In his appeal brief, Plaintiff claims the ALJ’s disability determination is not supported by
substantial evidence in the record. ECF No. 15 at 2-9. Specifically, Plaintiff claims the ALJ erred
(1) in evaluating his RFC, (2) in evaluating his subjective complaints, and (3) in his use of the
Medical-Vocational Guidelines to reach a conclusion of “not disabled.” In response, the Defendant
argues the ALJ did not err in any of his findings. ECF No. 16. Because this Court finds the ALJ
improperly evaluated Plaintiff’s RFC, this Court will only address this issue Plaintiff raised.
Plaintiff argues he does not have the RFC for the full range of light work and there is not
substantial evidence to support such a finding by the ALJ. Plaintiff argues the ALJ erred by failing
to include Plaintiff’s nonexertional limitations in his RFC determination. Defendant argues the
ALJ’s determination that Plaintiff has the RFC for the full range of light work is supported by
Prior to Step 4 of the sequential analysis, the ALJ is required to determine the claimant’s
RFC. See 20 C.F.R. § 404.1520(a)(4)(iv). This RFC determination must be based on medical
evidence that addresses the claimant’s ability to function in the workplace. See Stormo v. Barnhart,
377 F.3d 801, 807 (8th Cir. 2004). The ALJ should also consider “‘all the evidence in the record’

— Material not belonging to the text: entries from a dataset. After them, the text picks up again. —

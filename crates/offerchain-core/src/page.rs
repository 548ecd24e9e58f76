//! Page-level classification types.
//!
//! A [`PageMetadata`] is produced once per physical page by the classifier and
//! is read-only for every later stage.

use std::fmt;
use std::str::FromStr;

use chrono::NaiveDate;
use serde::{Deserialize, Serialize};

/// Identifier of a standard legal form (e.g. `RPA`, `SCO`), or `UNKNOWN`.
///
/// Codes are stored upper-case so table lookups are case-insensitive.
#[derive(Debug, Clone, PartialEq, Eq, PartialOrd, Ord, Hash, Serialize, Deserialize)]
#[serde(from = "String", into = "String")]
pub struct FormCode(String);

impl FormCode {
    pub const UNKNOWN: &'static str = "UNKNOWN";

    pub fn new(code: &str) -> Self {
        let code = code.trim();
        if code.is_empty() {
            return Self::unknown();
        }
        Self(code.to_ascii_uppercase())
    }

    pub fn unknown() -> Self {
        Self(Self::UNKNOWN.to_string())
    }

    pub fn as_str(&self) -> &str {
        &self.0
    }

    pub fn is_unknown(&self) -> bool {
        self.0 == Self::UNKNOWN
    }
}

impl From<String> for FormCode {
    fn from(s: String) -> Self {
        Self::new(&s)
    }
}

impl From<FormCode> for String {
    fn from(code: FormCode) -> Self {
        code.0
    }
}

impl fmt::Display for FormCode {
    fn fmt(&self, f: &mut fmt::Formatter<'_>) -> fmt::Result {
        f.write_str(&self.0)
    }
}

/// Structural role of a page within the packet.
#[derive(Debug, Clone, Copy, PartialEq, Eq, PartialOrd, Ord, Hash, Serialize, Deserialize)]
#[serde(rename_all = "snake_case")]
pub enum PageRole {
    MainContract,
    CounterOffer,
    Addendum,
    LocalAddendum,
    ContingencyRelease,
    Disclosure,
    BrokerInfo,
    TitlePage,
    Signatures,
    Other,
}

impl PageRole {
    pub const ALL: [PageRole; 10] = [
        Self::MainContract,
        Self::CounterOffer,
        Self::Addendum,
        Self::LocalAddendum,
        Self::ContingencyRelease,
        Self::Disclosure,
        Self::BrokerInfo,
        Self::TitlePage,
        Self::Signatures,
        Self::Other,
    ];

    pub fn as_str(&self) -> &'static str {
        match self {
            Self::MainContract => "main_contract",
            Self::CounterOffer => "counter_offer",
            Self::Addendum => "addendum",
            Self::LocalAddendum => "local_addendum",
            Self::ContingencyRelease => "contingency_release",
            Self::Disclosure => "disclosure",
            Self::BrokerInfo => "broker_info",
            Self::TitlePage => "title_page",
            Self::Signatures => "signatures",
            Self::Other => "other",
        }
    }

    /// Addendum-like roles that amend terms without being a counter offer.
    pub fn is_addendum(&self) -> bool {
        matches!(self, Self::Addendum | Self::LocalAddendum)
    }
}

impl FromStr for PageRole {
    type Err = String;

    fn from_str(s: &str) -> Result<Self, Self::Err> {
        Self::ALL
            .into_iter()
            .find(|r| r.as_str() == s)
            .ok_or_else(|| format!("unknown page role {s:?}"))
    }
}

impl fmt::Display for PageRole {
    fn fmt(&self, f: &mut fmt::Formatter<'_>) -> fmt::Result {
        f.write_str(self.as_str())
    }
}

/// What kind of content a page carries, independent of its form.
#[derive(Debug, Clone, Copy, PartialEq, Eq, Hash, Serialize, Deserialize)]
#[serde(rename_all = "snake_case")]
pub enum ContentCategory {
    TransactionTerms,
    Signatures,
    BrokerInfo,
    Disclosures,
    Boilerplate,
    Other,
}

impl ContentCategory {
    pub const ALL: [ContentCategory; 6] = [
        Self::TransactionTerms,
        Self::Signatures,
        Self::BrokerInfo,
        Self::Disclosures,
        Self::Boilerplate,
        Self::Other,
    ];

    pub fn as_str(&self) -> &'static str {
        match self {
            Self::TransactionTerms => "transaction_terms",
            Self::Signatures => "signatures",
            Self::BrokerInfo => "broker_info",
            Self::Disclosures => "disclosures",
            Self::Boilerplate => "boilerplate",
            Self::Other => "other",
        }
    }
}

impl FromStr for ContentCategory {
    type Err = String;

    fn from_str(s: &str) -> Result<Self, Self::Err> {
        Self::ALL
            .into_iter()
            .find(|c| c.as_str() == s)
            .ok_or_else(|| format!("unknown content category {s:?}"))
    }
}

impl fmt::Display for ContentCategory {
    fn fmt(&self, f: &mut fmt::Formatter<'_>) -> fmt::Result {
        f.write_str(self.as_str())
    }
}

/// Classification result for one physical page.
#[derive(Debug, Clone, PartialEq, Serialize, Deserialize)]
pub struct PageMetadata {
    /// 1-based.
    pub page_number: u32,
    pub form_code: FormCode,
    pub role: PageRole,
    pub content_category: ContentCategory,
    pub has_filled_fields: bool,
    /// 0–100.
    pub confidence: f64,
    /// Ascending.
    pub buyer_signature_dates: Vec<NaiveDate>,
    /// Ascending.
    pub seller_signature_dates: Vec<NaiveDate>,
    pub title_snippet: String,
    /// Sequence number printed on counter-offer forms ("No. 2").
    pub counter_number: Option<u32>,
}

impl PageMetadata {
    pub fn latest_buyer_signature(&self) -> Option<NaiveDate> {
        self.buyer_signature_dates.iter().max().copied()
    }

    pub fn latest_seller_signature(&self) -> Option<NaiveDate> {
        self.seller_signature_dates.iter().max().copied()
    }

    /// Latest signature date by either party.
    pub fn latest_signature(&self) -> Option<NaiveDate> {
        self.latest_buyer_signature()
            .max(self.latest_seller_signature())
    }
}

in determining the RFC, including ‘the medical records, observations of treating physicians and
others, and an individual’s own description of his limitations.’” Stormo v. Barnhart, 377 F.3d 801,
807 (8th Cir. 2004) (quoting Krogmeier v. Barnhart, 294 F.3d 1019 (8th Cir. 2002)). The Plaintiff
has the burden of producing documents to support his or her claimed RFC. See Cox, 160 F.3d at
1206; 42 U.S.C. §§ 423(d)(1)(A), 1382c(a)(3)(A).
Once the Plaintiff meets that burden, the ALJ bears the primary responsibility for making the
RFC determination and for ensuring that there is “some medical evidence” regarding the claimant’s
“ability to function in the workplace” that supports his or her RFC determination. Lauer v. Apfel,
245 F.3d 700, 703-04 (8th Cir. 2001). The ALJ also has the duty to develop the record, fully and
fairly, even where a claimant is represented by counsel. See Snead v. Barnhart, 360 F.3d 834, 838
(8th Cir. 2004). The ALJ is responsible for developing the record because the social security
hearings are non-adversarial. Id. Furthermore, this Court is required to affirm the ALJ’s RFC
determination if that determination is supported by substantial evidence on the record as a whole.
See McKinney v. Apfel, 228 F.3d 860, 862 (8th Cir. 2000).
If the ALJ properly determines a claimant’s RFC is not significantly diminished by a
nonexertional limitation, then the ALJ may rely exclusively upon the Grids and is not required to
hear the testimony from a VE. However, the ALJ may not apply the Grids, and must hear testimony
from a VE, where a claimant’s RFC is significantly diminished by a nonexertional limitation. See
McGeorge v. Barnhart, 321 F.3d 766, 768-69 (8th Cir. 2003)
A “nonexertional limitation” is a limitation or restriction which affect a claimant’s “ability
to meet the demands of jobs other than the strength demands.” 20 C.F.R. § 404.1569a(a)(emphasis
added). Nonexertional limitations include the following: (1) difficulty functioning due to pain; (2)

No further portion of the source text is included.